Some of the attackers charged the battery five times before retiring. Some units, such as the light company of the 8th, lost two thirds of their strength. De Watteville's regiment had 144 casualties (although many were "missing" and actually hid in the woods before deserting the next morning). Ripley, commanding this section of the American defenses, reported taking 147 prisoners. His men suffered only a dozen casualties. Fischer's column reeled back in confusion and it was decided another attempt was impossible.

===Scott's attack===
Colonel Hercules Scott's column consisted of his own 103rd Regiment, less its light company. He launched his attack as soon as firing was heard from Snake Hill. Surprise was quickly lost when American pickets detected them and fired muskets to alert the defenders. Once the British had moved close enough, the guns of the fort and the Douglass Battery (loaded with canister) and several hundred U.S. Infantry opened fire, causing horrific losses to the British who were jammed into a narrow front between an embankment and the lake. Colonel Scott was mortally wounded by a musket ball in the head early in the attack. His second in command, Major William Smelt, was also seriously wounded. At one point in the battle, a cry rose from the British forces of "Stop firing, you're shooting your own men!", and the fighting ceased for almost an entire minute until an American officer, unconvinced by the unfamiliarly accented appeal, shouted back "To Hell with you!" and the firing resumed. Scott's shattered regiment fell back with 360 casualties (although some may later have joined Drummond's attack against the fort). The Americans facing them reported no casualties from Scott's attack.

===William Drummond's attack===
Lieutenant Colonel William Drummond's column consisted of a small detachment of gunners of the Royal Artillery, the flank companies of the 41st Foot and of the 104th Foot, fifty Royal Marines and ninety seamen of the Royal Navy under Commander Dobbs. The attack on the fort initially made little headway. Using the cover of darkness and the heavy smoke that hung over the field, Drummond then moved his men through the defensive ditch to assault the northeast bastion.

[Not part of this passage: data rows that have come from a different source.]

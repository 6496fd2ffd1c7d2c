//! Multipart form encoding for file-bearing requests.
//!
//! Requests fill a [`FormData`] through [`FormFields`]; the file itself is read
//! by [`FormData::attach`], which owns the handle only for the duration of the
//! read.

use std::path::{Path, PathBuf};

use serde::Serialize;

use pollbot_core::{errors::Error, Result};

/// A file to upload: read from local disk, or referenced by file id / URL.
#[derive(Clone, Debug, PartialEq, Eq)]
pub enum InputFile {
    Path(PathBuf),
    Remote(String),
}

impl InputFile {
    pub fn path(p: impl Into<PathBuf>) -> Self {
        InputFile::Path(p.into())
    }

    pub fn remote(id_or_url: impl Into<String>) -> Self {
        InputFile::Remote(id_or_url.into())
    }
}

#[derive(Clone, Debug, PartialEq, Eq)]
pub enum FormPart {
    Text {
        name: String,
        value: String,
    },
    File {
        name: String,
        file_name: String,
        bytes: Vec<u8>,
    },
}

impl FormPart {
    pub fn name(&self) -> &str {
        match self {
            FormPart::Text { name, .. } | FormPart::File { name, .. } => name,
        }
    }
}

/// Ordered multipart fields, converted to a `reqwest` form right before sending.
#[derive(Clone, Debug, Default)]
pub struct FormData {
    parts: Vec<FormPart>,
}

impl FormData {
    pub fn new() -> Self {
        Self::default()
    }

    pub fn text(&mut self, name: &str, value: impl Into<String>) {
        self.parts.push(FormPart::Text {
            name: name.to_string(),
            value: value.into(),
        });
    }

    /// Structured values (reply markup, media lists) go in as JSON text.
    pub fn json<T: Serialize + ?Sized>(&mut self, name: &str, value: &T) -> Result<()> {
        let txt = serde_json::to_string(value)?;
        self.text(name, txt);
        Ok(())
    }

    /// Add `input` under `name`. Local files are read fully; the handle is closed
    /// before this returns, on success and on error.
    pub async fn attach(&mut self, name: &str, input: &InputFile) -> Result<()> {
        match input {
            InputFile::Remote(id) => self.text(name, id.clone()),
            InputFile::Path(path) => {
                let bytes = tokio::fs::read(path).await.map_err(|e| {
                    Error::Io(std::io::Error::new(
                        e.kind(),
                        format!("{}: {e}", path.display()),
                    ))
                })?;
                self.parts.push(FormPart::File {
                    name: name.to_string(),
                    file_name: file_name_of(path),
                    bytes,
                });
            }
        }
        Ok(())
    }

    pub fn parts(&self) -> &[FormPart] {
        &self.parts
    }

    pub fn get_text(&self, name: &str) -> Option<&str> {
        self.parts.iter().find_map(|p| match p {
            FormPart::Text { name: n, value } if n == name => Some(value.as_str()),
            _ => None,
        })
    }

    pub fn contains(&self, name: &str) -> bool {
        self.parts.iter().any(|p| p.name() == name)
    }

    pub fn into_multipart(self) -> Result<reqwest::multipart::Form> {
        let mut form = reqwest::multipart::Form::new();
        for part in self.parts {
            form = match part {
                FormPart::Text { name, value } => form.text(name, value),
                FormPart::File {
                    name,
                    file_name,
                    bytes,
                } => form.part(
                    name,
                    reqwest::multipart::Part::bytes(bytes)
                        .file_name(file_name)
                        .mime_str("application/octet-stream")
                        .map_err(|e| Error::External(format!("multipart error: {e}")))?,
                ),
            };
        }
        Ok(form)
    }
}

fn file_name_of(path: &Path) -> String {
    path.file_name()
        .and_then(|s| s.to_str())
        .unwrap_or("upload.bin")
        .to_string()
}

/// A group of request fields that knows how to write itself as form fields.
///
/// Zero values write nothing, matching the JSON encoding's omitted fields.
pub trait FormFields {
    fn write_form(&self, form: &mut FormData) -> Result<()>;
}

The British caught the U.S. artillerymen there completely by surprise, and they quickly abandoned their guns and fled. Those under Captain John Williams and Lieutenant Patrick McDonogh who stood and fought were quickly killed as Drummond cried out "Give no Quarter to the Damn Yankees!" A group of soldiers from the 19th US Infantry (recruits from Ohio who had arrived late the previous evening under Major William Trimble) reorganized themselves in the parade square and poured fire into the bastion. It is believed that Drummond was killed in this barrage. According to one American soldier, in the thick of the fighting he saw a "Red-coated demon, armed with a pike and screaming for his own death which we quickly obliged him to. He fell not far from our feet, no less than a musket's length away".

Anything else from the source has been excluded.